Segment Start: Data provided

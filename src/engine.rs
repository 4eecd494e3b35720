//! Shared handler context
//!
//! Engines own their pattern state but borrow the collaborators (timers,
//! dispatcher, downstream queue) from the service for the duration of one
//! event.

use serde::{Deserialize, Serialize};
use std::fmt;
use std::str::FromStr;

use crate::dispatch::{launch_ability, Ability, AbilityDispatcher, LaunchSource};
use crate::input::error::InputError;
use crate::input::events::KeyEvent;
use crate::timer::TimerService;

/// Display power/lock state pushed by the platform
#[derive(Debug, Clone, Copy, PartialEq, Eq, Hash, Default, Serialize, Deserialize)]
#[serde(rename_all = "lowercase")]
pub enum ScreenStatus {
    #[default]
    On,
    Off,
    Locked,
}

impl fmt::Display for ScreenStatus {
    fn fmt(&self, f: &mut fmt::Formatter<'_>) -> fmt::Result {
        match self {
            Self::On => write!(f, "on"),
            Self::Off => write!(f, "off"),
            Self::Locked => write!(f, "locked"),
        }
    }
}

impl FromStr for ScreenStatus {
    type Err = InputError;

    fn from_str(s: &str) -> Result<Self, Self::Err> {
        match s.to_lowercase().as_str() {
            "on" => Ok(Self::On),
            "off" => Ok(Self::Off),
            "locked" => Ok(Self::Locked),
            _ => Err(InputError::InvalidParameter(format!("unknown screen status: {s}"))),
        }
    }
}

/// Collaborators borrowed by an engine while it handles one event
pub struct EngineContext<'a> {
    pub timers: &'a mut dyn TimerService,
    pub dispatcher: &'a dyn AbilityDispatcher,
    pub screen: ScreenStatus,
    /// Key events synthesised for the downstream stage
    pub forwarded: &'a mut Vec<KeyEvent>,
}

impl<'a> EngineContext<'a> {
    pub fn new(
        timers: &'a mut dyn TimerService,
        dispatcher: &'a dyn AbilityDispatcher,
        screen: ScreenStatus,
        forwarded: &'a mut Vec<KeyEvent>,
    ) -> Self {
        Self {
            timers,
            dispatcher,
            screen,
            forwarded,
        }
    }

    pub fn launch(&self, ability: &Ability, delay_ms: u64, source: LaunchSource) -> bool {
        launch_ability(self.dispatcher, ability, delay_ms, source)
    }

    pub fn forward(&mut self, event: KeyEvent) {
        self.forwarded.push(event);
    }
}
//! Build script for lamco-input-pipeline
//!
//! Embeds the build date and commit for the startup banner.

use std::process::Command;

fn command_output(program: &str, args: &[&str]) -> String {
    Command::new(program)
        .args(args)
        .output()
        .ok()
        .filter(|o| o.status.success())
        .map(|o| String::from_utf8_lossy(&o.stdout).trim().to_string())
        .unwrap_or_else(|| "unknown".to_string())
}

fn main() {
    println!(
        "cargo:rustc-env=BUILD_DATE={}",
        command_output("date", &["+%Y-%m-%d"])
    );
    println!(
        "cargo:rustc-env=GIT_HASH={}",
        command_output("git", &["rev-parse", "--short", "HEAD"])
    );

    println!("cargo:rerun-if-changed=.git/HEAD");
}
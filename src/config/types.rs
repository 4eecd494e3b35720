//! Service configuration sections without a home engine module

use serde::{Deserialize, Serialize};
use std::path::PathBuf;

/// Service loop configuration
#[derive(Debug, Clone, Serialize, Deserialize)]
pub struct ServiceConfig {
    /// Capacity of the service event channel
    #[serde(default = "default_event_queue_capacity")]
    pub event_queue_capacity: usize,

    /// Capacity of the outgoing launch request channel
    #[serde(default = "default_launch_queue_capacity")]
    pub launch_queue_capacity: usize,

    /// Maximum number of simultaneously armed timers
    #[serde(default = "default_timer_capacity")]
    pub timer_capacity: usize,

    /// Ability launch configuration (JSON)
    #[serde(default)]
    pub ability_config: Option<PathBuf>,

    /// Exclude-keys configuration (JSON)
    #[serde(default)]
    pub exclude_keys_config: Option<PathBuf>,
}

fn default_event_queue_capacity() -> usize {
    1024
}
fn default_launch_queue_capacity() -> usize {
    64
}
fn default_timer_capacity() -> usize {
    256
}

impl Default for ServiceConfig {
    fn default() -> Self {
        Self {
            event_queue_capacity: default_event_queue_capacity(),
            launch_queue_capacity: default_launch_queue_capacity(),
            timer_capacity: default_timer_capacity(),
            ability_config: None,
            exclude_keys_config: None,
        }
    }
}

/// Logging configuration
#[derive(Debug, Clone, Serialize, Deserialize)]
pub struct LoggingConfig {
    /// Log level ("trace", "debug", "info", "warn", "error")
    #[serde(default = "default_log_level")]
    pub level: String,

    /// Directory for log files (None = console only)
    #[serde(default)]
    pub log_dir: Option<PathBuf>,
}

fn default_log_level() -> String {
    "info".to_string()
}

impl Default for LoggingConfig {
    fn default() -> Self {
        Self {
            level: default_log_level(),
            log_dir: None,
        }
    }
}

Segment End: Data provided
Segment Start: Data provided

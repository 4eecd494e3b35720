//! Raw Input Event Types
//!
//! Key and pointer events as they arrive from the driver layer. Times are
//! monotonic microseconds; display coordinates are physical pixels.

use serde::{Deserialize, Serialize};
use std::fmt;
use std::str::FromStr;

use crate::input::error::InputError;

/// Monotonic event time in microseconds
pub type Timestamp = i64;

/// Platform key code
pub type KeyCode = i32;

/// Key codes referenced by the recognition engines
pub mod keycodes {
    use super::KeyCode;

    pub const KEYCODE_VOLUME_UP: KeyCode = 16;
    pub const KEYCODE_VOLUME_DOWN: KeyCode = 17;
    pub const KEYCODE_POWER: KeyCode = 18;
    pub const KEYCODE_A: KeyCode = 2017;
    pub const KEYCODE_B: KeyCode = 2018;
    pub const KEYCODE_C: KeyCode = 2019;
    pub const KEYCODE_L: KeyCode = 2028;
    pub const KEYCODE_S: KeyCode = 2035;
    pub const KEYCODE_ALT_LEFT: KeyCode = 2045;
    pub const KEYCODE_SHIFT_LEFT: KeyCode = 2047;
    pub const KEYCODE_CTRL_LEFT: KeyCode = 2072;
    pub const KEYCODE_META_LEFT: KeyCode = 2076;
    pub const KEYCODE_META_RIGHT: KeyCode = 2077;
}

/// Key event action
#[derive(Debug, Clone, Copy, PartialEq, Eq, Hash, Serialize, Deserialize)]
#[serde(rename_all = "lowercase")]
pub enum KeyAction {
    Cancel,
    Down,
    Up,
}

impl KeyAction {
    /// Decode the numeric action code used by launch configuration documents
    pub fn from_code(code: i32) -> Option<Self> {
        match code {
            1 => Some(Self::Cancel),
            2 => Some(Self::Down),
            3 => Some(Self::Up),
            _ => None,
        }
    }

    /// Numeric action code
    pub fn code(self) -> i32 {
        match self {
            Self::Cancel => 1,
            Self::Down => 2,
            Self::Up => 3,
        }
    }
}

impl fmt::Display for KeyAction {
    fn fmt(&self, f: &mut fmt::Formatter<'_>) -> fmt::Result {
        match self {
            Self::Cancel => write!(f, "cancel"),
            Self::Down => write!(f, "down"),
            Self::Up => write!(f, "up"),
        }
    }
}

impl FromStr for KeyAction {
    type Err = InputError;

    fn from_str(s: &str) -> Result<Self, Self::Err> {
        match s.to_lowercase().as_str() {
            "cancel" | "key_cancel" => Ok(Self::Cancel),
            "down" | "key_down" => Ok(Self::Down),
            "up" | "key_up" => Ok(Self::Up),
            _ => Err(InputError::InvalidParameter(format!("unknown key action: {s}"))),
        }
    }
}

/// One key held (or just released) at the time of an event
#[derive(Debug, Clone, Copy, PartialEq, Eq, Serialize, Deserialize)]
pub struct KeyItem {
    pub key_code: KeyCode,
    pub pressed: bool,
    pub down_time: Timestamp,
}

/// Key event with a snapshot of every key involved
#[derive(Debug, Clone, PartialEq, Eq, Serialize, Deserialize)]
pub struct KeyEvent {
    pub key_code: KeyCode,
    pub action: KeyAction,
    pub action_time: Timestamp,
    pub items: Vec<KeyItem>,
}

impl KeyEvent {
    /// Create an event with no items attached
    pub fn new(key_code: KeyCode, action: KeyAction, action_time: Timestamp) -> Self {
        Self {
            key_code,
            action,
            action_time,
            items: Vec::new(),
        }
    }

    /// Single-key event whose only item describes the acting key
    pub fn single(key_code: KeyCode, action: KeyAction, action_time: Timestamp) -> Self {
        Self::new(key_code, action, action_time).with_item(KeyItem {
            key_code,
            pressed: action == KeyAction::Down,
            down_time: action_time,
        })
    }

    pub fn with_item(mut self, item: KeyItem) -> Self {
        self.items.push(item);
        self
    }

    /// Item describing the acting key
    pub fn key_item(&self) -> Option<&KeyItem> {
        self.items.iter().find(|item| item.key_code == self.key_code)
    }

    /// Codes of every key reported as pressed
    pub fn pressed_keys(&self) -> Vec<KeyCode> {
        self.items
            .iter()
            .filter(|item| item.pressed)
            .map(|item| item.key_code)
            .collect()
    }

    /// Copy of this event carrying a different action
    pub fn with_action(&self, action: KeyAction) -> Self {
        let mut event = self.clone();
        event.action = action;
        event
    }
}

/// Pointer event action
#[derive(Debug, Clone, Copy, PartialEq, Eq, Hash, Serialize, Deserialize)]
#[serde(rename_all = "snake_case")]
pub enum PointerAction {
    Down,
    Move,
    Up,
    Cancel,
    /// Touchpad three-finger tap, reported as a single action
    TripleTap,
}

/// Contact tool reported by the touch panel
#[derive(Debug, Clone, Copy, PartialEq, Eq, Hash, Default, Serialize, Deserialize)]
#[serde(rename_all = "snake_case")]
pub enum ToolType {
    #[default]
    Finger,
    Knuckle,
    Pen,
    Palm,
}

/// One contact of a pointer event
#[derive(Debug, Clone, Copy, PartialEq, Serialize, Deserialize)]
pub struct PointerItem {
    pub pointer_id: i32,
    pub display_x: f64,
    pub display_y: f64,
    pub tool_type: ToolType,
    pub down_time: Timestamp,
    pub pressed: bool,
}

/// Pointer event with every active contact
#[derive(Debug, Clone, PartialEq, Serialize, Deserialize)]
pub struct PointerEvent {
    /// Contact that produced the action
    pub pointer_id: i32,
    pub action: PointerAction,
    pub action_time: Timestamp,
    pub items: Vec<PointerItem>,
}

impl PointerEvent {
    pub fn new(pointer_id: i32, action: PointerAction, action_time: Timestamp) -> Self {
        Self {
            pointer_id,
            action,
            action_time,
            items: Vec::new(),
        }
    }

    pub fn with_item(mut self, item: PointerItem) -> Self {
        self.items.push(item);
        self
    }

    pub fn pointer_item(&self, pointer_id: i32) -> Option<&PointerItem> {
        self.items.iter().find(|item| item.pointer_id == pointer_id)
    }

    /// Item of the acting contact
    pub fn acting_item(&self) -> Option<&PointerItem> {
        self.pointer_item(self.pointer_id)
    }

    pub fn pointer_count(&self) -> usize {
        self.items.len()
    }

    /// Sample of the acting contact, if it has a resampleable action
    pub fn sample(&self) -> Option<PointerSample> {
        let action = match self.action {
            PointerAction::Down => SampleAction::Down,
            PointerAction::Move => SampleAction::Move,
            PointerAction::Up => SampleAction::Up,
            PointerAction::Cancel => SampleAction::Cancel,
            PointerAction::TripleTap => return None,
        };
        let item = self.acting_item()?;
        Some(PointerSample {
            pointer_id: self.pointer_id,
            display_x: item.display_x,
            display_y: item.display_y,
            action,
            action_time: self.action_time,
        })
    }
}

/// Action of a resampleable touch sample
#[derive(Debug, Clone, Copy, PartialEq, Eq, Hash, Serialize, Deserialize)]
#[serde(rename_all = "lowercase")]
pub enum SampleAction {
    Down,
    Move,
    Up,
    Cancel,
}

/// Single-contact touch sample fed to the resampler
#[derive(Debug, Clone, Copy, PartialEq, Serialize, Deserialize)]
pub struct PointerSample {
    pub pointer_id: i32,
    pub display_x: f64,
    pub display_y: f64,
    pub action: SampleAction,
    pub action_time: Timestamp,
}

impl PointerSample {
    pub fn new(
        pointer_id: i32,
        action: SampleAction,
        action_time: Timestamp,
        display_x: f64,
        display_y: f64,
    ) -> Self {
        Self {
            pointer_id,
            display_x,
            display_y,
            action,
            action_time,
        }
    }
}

Segment End: Data provided

# Task brief:
A complete answer lists each line of the data that holds the word "KeyItem".

# Task result:
pub struct KeyItem {
    pub items: Vec<KeyItem>,
        Self::new(key_code, action, action_time).with_item(KeyItem {
    pub fn with_item(mut self, item: KeyItem) -> Self {
    pub fn key_item(&self) -> Option<&KeyItem> {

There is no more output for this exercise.